▶ _GIVEN DATA_:
★ ★ ★ ★

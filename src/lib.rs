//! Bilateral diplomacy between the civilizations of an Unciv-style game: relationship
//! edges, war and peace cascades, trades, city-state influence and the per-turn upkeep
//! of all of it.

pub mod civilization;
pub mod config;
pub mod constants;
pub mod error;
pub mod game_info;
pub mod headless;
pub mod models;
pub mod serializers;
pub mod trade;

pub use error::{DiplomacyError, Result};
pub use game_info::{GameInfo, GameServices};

★ ★ ★ ★

▶ _ACTIVITY_:
Line by line, output the listing above without alteration.

▶ _TASK ANSWER_:
filename src/lib.rs
//! Bilateral diplomacy between the civilizations of an Unciv-style game: relationship
//! edges, war and peace cascades, trades, city-state influence and the per-turn upkeep
//! of all of it.

pub mod civilization;
pub mod config;
pub mod constants;
pub mod error;
pub mod game_info;
pub mod headless;
pub mod models;
pub mod serializers;
pub mod trade;

pub use error::{DiplomacyError, Result};
pub use game_info::{GameInfo, GameServices};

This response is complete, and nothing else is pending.